Search the entries below for "after". Report each line where it occurs.
◆ ◆ ◆
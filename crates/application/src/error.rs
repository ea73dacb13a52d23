//! Application-level errors

use domain::DomainError;
use thiserror::Error;

/// Errors that can occur in the application layer
#[derive(Debug, Error)]
pub enum ApplicationError {
    /// Domain-level error
    #[error(transparent)]
    Domain(#[from] DomainError),

    /// Webhook secret did not match
    #[error("Webhook authentication rejected")]
    AuthRejected,

    /// Malformed inbound request
    #[error("Invalid request: {0}")]
    InvalidRequest(String),

    /// An upstream call did not finish within its deadline
    #[error("{service} timed out after {timeout_ms}ms")]
    UpstreamTimeout {
        service: &'static str,
        timeout_ms: u64,
    },

    /// An upstream call failed
    #[error("{service} failed: {message}")]
    UpstreamError {
        service: &'static str,
        message: String,
    },

    /// Rate limit exceeded
    #[error("Rate limit exceeded")]
    RateLimited,

    /// Clip unknown, expired, or served too often
    #[error("Clip not found: {0}")]
    ClipNotFound(String),

    /// No live session for this call
    #[error("Call session not found: {0}")]
    SessionNotFound(String),

    /// Configuration error
    #[error("Configuration error: {0}")]
    Configuration(String),

    /// Internal error
    #[error("Internal error: {0}")]
    Internal(String),
}

impl ApplicationError {
    /// Create an upstream failure for `service`
    pub fn upstream(service: &'static str, message: impl Into<String>) -> Self {
        Self::UpstreamError {
            service,
            message: message.into(),
        }
    }

    /// Check if this error is retryable
    pub const fn is_retryable(&self) -> bool {
        matches!(
            self,
            Self::RateLimited | Self::UpstreamTimeout { .. } | Self::UpstreamError { .. }
        )
    }
}
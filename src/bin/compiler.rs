use jack2hack::compiler;
use jack2hack::config::Options;
use jack2hack::logging::error;
use std::{env, fs};

fn write_vm_file(stem: &str, dir: Option<&str>, lines: &[String]) -> std::io::Result<()> {
    let filename = format!("{}.vm", stem);
    let path = match dir {
        Some(dir) => format!("{}/{}", dir, filename),
        None => filename,
    };
    let mut contents = lines.join("\n");
    contents.push('\n');
    fs::write(path, contents)
}

fn main() {
    let options = Options::from_env();
    options.apply();
    tracing_subscriber::fmt()
        .with_env_filter(tracing_subscriber::EnvFilter::from_default_env())
        .init();

    let args: Vec<String> = env::args().collect();
    if args.len() != 2 {
        eprintln!("Usage: {} <input.jack | dir>", args[0]);
        std::process::exit(1);
    }

    let input_path = &args[1];
    let metadata = fs::metadata(input_path).unwrap_or_else(|e| {
        error(format!("cannot read {}: {}", input_path, e));
        std::process::exit(2);
    });

    if metadata.is_dir() {
        let results = compiler::compile_directory(input_path).unwrap_or_else(|e| {
            error(e.to_string());
            std::process::exit(3);
        });
        let trimmed = input_path.trim_end_matches('/');
        for (stem, lines) in &results {
            write_vm_file(stem, Some(trimmed), lines).unwrap_or_else(|e| {
                error(format!("failed to write {}.vm: {}", stem, e));
                std::process::exit(4);
            });
        }
    } else {
        let Some(stem) = input_path.strip_suffix(".jack") else {
            error(format!("input file must end in .jack: {}", input_path));
            std::process::exit(1);
        };
        let lines = compiler::compile_file(input_path).unwrap_or_else(|e| {
            error(e.to_string());
            std::process::exit(3);
        });
        write_vm_file(stem, None, &lines).unwrap_or_else(|e| {
            error(format!("failed to write output file: {}", e));
            std::process::exit(4);
        });
    }
}
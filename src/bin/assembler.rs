use jack2hack::assembler;
use jack2hack::config::Options;
use jack2hack::logging::error;
use std::{env, fs};

fn main() {
    let options = Options::from_env();
    options.apply();
    tracing_subscriber::fmt()
        .with_env_filter(tracing_subscriber::EnvFilter::from_default_env())
        .init();

    let args: Vec<String> = env::args().collect();
    if args.len() != 2 {
        eprintln!("Usage: {} <input.asm>", args[0]);
        std::process::exit(1);
    }

    let input_path = &args[1];
    let Some(output_path) = input_path.strip_suffix(".asm").map(|stem| format!("{}.hack", stem)) else {
        error(format!("input file must end in .asm: {}", input_path));
        std::process::exit(1);
    };

    let lines = assembler::assemble_from_file(input_path).unwrap_or_else(|e| {
        error(e.to_string());
        std::process::exit(2);
    });

    let mut contents = lines.join("\n");
    contents.push('\n');

    fs::write(&output_path, contents).unwrap_or_else(|e| {
        error(format!("failed to write to output file: {}", e));
        std::process::exit(3);
    });
}
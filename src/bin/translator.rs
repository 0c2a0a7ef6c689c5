use jack2hack::config::Options;
use jack2hack::logging::error;
use jack2hack::translator;
use std::{env, fs};

fn main() {
    let options = Options::from_env();
    options.apply();
    tracing_subscriber::fmt()
        .with_env_filter(tracing_subscriber::EnvFilter::from_default_env())
        .init();

    let args: Vec<String> = env::args().collect();
    if args.len() != 2 {
        eprintln!("Usage: {} <input.vm | dir>", args[0]);
        std::process::exit(1);
    }

    let input_path = &args[1];
    let metadata = fs::metadata(input_path).unwrap_or_else(|e| {
        error(format!("cannot read {}: {}", input_path, e));
        std::process::exit(2);
    });

    let (output_path, lines) = if metadata.is_dir() {
        let trimmed = input_path.trim_end_matches('/');
        let name = trimmed.rsplit('/').next().unwrap_or(trimmed);
        let output_path = format!("{}.asm", name);
        let lines = translator::translate_directory(input_path).unwrap_or_else(|e| {
            error(e.to_string());
            std::process::exit(3);
        });
        (output_path, lines)
    } else {
        let Some(output_path) = input_path.strip_suffix(".vm").map(|stem| format!("{}.asm", stem)) else {
            error(format!("input file must end in .vm: {}", input_path));
            std::process::exit(1);
        };
        let lines = translator::translate_file(input_path).unwrap_or_else(|e| {
            error(e.to_string());
            std::process::exit(3);
        });
        (output_path, lines)
    };

    let mut contents = lines.join("\n");
    contents.push('\n');

    fs::write(&output_path, contents).unwrap_or_else(|e| {
        error(format!("failed to write to output file: {}", e));
        std::process::exit(4);
    });
}
//! Toolchain-wide, environment-driven runtime options
//!
//! The pipeline has almost no tunable behavior -- each stage is a pure
//! transducer over its input -- so this stays intentionally small.

use std::env;

/// Runtime options shared by the three `bin/` entry points
#[derive(Debug, Clone, Copy)]
pub struct Options {
    /// Whether to colorize diagnostics written to stderr
    pub color: bool,
}

impl Options {
    /// Build options from the process environment.
    ///
    /// `NO_COLOR` (any value) disables color; `FORCE_COLOR` (any value)
    /// re-enables it even when stderr isn't a terminal.
    pub fn from_env() -> Options {
        let color = if env::var_os("NO_COLOR").is_some() {
            false
        } else {
            env::var_os("FORCE_COLOR").is_some() || colored::control::SHOULD_COLORIZE.should_colorize()
        };
        Options { color }
    }

    /// Apply the color setting to the global `colored` override.
    pub fn apply(&self) {
        colored::control::set_override(self.color);
    }
}

impl Default for Options {
    fn default() -> Options {
        Options { color: true }
    }
}

#[cfg(test)]
mod tests {
    use super::*;

    #[test]
    fn default_options_enable_color() {
        let opts = Options::default();
        assert!(opts.color);
    }
}
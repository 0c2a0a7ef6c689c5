//! Strips comments/whitespace and parses VM commands line by line

use super::command::{ArithOp, Command, Segment};
use super::error::Error;

/// Parse a full VM source into its sequence of commands, alongside the
/// 1-based source line number each command came from
pub fn parse(source: &str) -> Result<Vec<(Command, usize)>, Error> {
    let mut commands = Vec::new();
    for (index, raw_line) in source.lines().enumerate() {
        let line_number = index + 1;
        let without_comment = raw_line.split("//").next().unwrap_or("");
        let line = without_comment.trim();
        if line.is_empty() {
            continue;
        }
        let command = parse_line(line, line_number)?;
        commands.push((command, line_number));
    }
    Ok(commands)
}

fn parse_line(line: &str, line_number: usize) -> Result<Command, Error> {
    let fields: Vec<&str> = line.split_whitespace().collect();
    let malformed = || Error::MalformedCommand {
        line_number,
        line: line.to_string(),
    };

    match fields.as_slice() {
        [op] if ArithOp::parse(op).is_some() => Ok(Command::Arithmetic(ArithOp::parse(op).unwrap())),
        ["label", name] => Ok(Command::Label(name.to_string())),
        ["goto", name] => Ok(Command::Goto(name.to_string())),
        ["if-goto", name] => Ok(Command::IfGoto(name.to_string())),
        ["return"] => Ok(Command::Return),
        ["push", segment, index] => {
            let segment = Segment::parse(segment).ok_or_else(|| Error::UnknownSegment {
                segment: segment.to_string(),
                line_number,
                line: line.to_string(),
            })?;
            let index = parse_index(index, line_number, line)?;
            Ok(Command::Push(segment, index))
        }
        ["pop", segment, index] => {
            let segment = Segment::parse(segment).ok_or_else(|| Error::UnknownSegment {
                segment: segment.to_string(),
                line_number,
                line: line.to_string(),
            })?;
            let index = parse_index(index, line_number, line)?;
            Ok(Command::Pop(segment, index))
        }
        ["function", name, n_vars] => {
            let n_vars = parse_index(n_vars, line_number, line)?;
            Ok(Command::Function(name.to_string(), n_vars))
        }
        ["call", name, n_args] => {
            let n_args = parse_index(n_args, line_number, line)?;
            Ok(Command::Call(name.to_string(), n_args))
        }
        [op] => Err(Error::UnknownArithmetic {
            op: op.to_string(),
            line_number,
            line: line.to_string(),
        }),
        _ => Err(malformed()),
    }
}

fn parse_index(text: &str, line_number: usize, line: &str) -> Result<u16, Error> {
    text.parse().map_err(|_| Error::MalformedIndex {
        index: text.to_string(),
        line_number,
        line: line.to_string(),
    })
}

#[cfg(test)]
mod tests {
    use super::*;

    #[test]
    fn parses_push_pop() {
        let parsed = parse("push constant 7\npop local 2\n").unwrap();
        assert_eq!(
            parsed,
            vec![
                (Command::Push(Segment::Constant, 7), 1),
                (Command::Pop(Segment::Local, 2), 2),
            ]
        );
    }

    #[test]
    fn parses_arithmetic_and_branches() {
        let parsed = parse("add\nlabel LOOP\ngoto LOOP\nif-goto LOOP\n").unwrap();
        assert_eq!(
            parsed,
            vec![
                (Command::Arithmetic(ArithOp::Add), 1),
                (Command::Label("LOOP".to_string()), 2),
                (Command::Goto("LOOP".to_string()), 3),
                (Command::IfGoto("LOOP".to_string()), 4),
            ]
        );
    }

    #[test]
    fn parses_function_call_return() {
        let parsed = parse("function Main.main 0\ncall Sys.init 0\nreturn\n").unwrap();
        assert_eq!(
            parsed,
            vec![
                (Command::Function("Main.main".to_string(), 0), 1),
                (Command::Call("Sys.init".to_string(), 0), 2),
                (Command::Return, 3),
            ]
        );
    }

    #[test]
    fn strips_comments_and_blank_lines() {
        let parsed = parse("\n// comment\npush constant 1 // inline\n").unwrap();
        assert_eq!(parsed, vec![(Command::Push(Segment::Constant, 1), 3)]);
    }

    #[test]
    fn unknown_segment_is_an_error() {
        assert!(parse("push bogus 0").is_err());
    }

    #[test]
    fn malformed_command_is_an_error() {
        assert!(parse("push constant").is_err());
        assert!(parse("frobnicate").is_err());
    }
}
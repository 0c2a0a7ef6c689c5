//! Error type for the assembler

use colored::Colorize;
use std::fmt;

/// A span of text in the source line. Used to neatly underline errors
#[derive(Debug, Clone, Copy)]
pub struct LineSpan {
    start: usize,
    end: usize,
}

impl LineSpan {
    /// Create a new line span
    pub fn new(start: usize, end: usize) -> LineSpan {
        LineSpan { start, end }
    }

    /// A span covering the whole line
    pub fn whole(line: &str) -> LineSpan {
        LineSpan::new(0, line.len())
    }
}

/// An error that can occur during assembly
#[derive(Debug)]
pub enum Error {
    /// An A-instruction was malformed (e.g. `@` with nothing after it, or a
    /// decimal value that doesn't fit in 15 bits)
    MalformedAInstruction { line_number: usize, line: String },
    /// A label declaration `(...)` was malformed
    MalformedLabel { line_number: usize, line: String },
    /// The same label was declared more than once
    LabelCollision {
        label: String,
        line_number: usize,
        line: String,
    },
    /// An unknown `comp` mnemonic was used in a C-instruction
    UnknownComp {
        comp: String,
        span: LineSpan,
        line_number: usize,
        line: String,
    },
    /// An unknown `dest` mnemonic was used in a C-instruction
    UnknownDest {
        dest: String,
        span: LineSpan,
        line_number: usize,
        line: String,
    },
    /// An unknown `jump` mnemonic was used in a C-instruction
    UnknownJump {
        jump: String,
        span: LineSpan,
        line_number: usize,
        line: String,
    },
    /// A file could not be read
    ReadError { path: String },
}

impl std::error::Error for Error {}

fn underline(line: &str, span: LineSpan) -> String {
    let mut underline = vec![' '; line.len()];
    for i in span.start..span.end.min(underline.len()) {
        underline[i] = '^';
    }
    underline.into_iter().collect()
}

impl fmt::Display for Error {
    fn fmt(&self, f: &mut fmt::Formatter<'_>) -> fmt::Result {
        let (message, line, line_number, span) = match self {
            Error::MalformedAInstruction { line_number, line } => (
                format!("malformed A-instruction at line {}", line_number),
                Some(line),
                Some(line_number),
                None,
            ),
            Error::MalformedLabel { line_number, line } => (
                format!("malformed label declaration at line {}", line_number),
                Some(line),
                Some(line_number),
                None,
            ),
            Error::LabelCollision {
                label,
                line_number,
                line,
            } => (
                format!("label \"{}\" redefined at line {}", label, line_number),
                Some(line),
                Some(line_number),
                None,
            ),
            Error::UnknownComp {
                comp,
                span,
                line_number,
                line,
            } => (
                format!("unknown comp mnemonic \"{}\" at line {}", comp, line_number),
                Some(line),
                Some(line_number),
                Some(*span),
            ),
            Error::UnknownDest {
                dest,
                span,
                line_number,
                line,
            } => (
                format!("unknown dest mnemonic \"{}\" at line {}", dest, line_number),
                Some(line),
                Some(line_number),
                Some(*span),
            ),
            Error::UnknownJump {
                jump,
                span,
                line_number,
                line,
            } => (
                format!("unknown jump mnemonic \"{}\" at line {}", jump, line_number),
                Some(line),
                Some(line_number),
                Some(*span),
            ),
            Error::ReadError { path } => (format!("failed to read file {}", path), None, None, None),
        };
        writeln!(f, "{}", message)?;
        if let (Some(line), Some(line_number)) = (line, line_number) {
            write!(f, "{}\t{}", line_number, line)?;
            if let Some(span) = span {
                writeln!(f)?;
                write!(f, "\t{}", underline(line, span).green())?;
            }
        }
        Ok(())
    }
}
//! Accumulates emitted VM command text

/// Writes VM commands, one line at a time, into an in-memory buffer
pub struct VmWriter {
    lines: Vec<String>,
}

impl VmWriter {
    /// Create an empty writer
    pub fn new() -> VmWriter {
        VmWriter { lines: Vec::new() }
    }

    /// Emit `push <segment> <index>`
    pub fn write_push(&mut self, segment: &str, index: u16) {
        self.lines.push(format!("push {} {}", segment, index));
    }

    /// Emit `pop <segment> <index>`
    pub fn write_pop(&mut self, segment: &str, index: u16) {
        self.lines.push(format!("pop {} {}", segment, index));
    }

    /// Emit an arithmetic-logical command (`add`, `neg`, ...)
    pub fn write_arithmetic(&mut self, command: &str) {
        self.lines.push(command.to_string());
    }

    /// Emit `label <name>`
    pub fn write_label(&mut self, name: &str) {
        self.lines.push(format!("label {}", name));
    }

    /// Emit `goto <name>`
    pub fn write_goto(&mut self, name: &str) {
        self.lines.push(format!("goto {}", name));
    }

    /// Emit `if-goto <name>`
    pub fn write_if(&mut self, name: &str) {
        self.lines.push(format!("if-goto {}", name));
    }

    /// Emit `call <name> <nArgs>`
    pub fn write_call(&mut self, name: &str, n_args: u16) {
        self.lines.push(format!("call {} {}", name, n_args));
    }

    /// Emit `function <name> <nLocals>`
    pub fn write_function(&mut self, name: &str, n_locals: u16) {
        self.lines.push(format!("function {} {}", name, n_locals));
    }

    /// Emit `return`
    pub fn write_return(&mut self) {
        self.lines.push("return".to_string());
    }

    /// Consume the writer, returning the accumulated lines
    pub fn into_lines(self) -> Vec<String> {
        self.lines
    }

    /// Peek at the accumulated lines without consuming the writer
    pub fn lines_ref(&self) -> &[String] {
        &self.lines
    }
}

impl Default for VmWriter {
    fn default() -> VmWriter {
        VmWriter::new()
    }
}

#[cfg(test)]
mod tests {
    use super::*;

    #[test]
    fn emits_expected_text() {
        let mut w = VmWriter::new();
        w.write_push("constant", 7);
        w.write_function("Main.main", 0);
        w.write_return();
        assert_eq!(w.into_lines(), vec!["push constant 7", "function Main.main 0", "return"]);
    }
}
◆ ◆ ◆
__FINAL ANSWER__:
    #[error("{service} timed out after {timeout_ms}ms")]
    /// An A-instruction was malformed (e.g. `@` with nothing after it, or a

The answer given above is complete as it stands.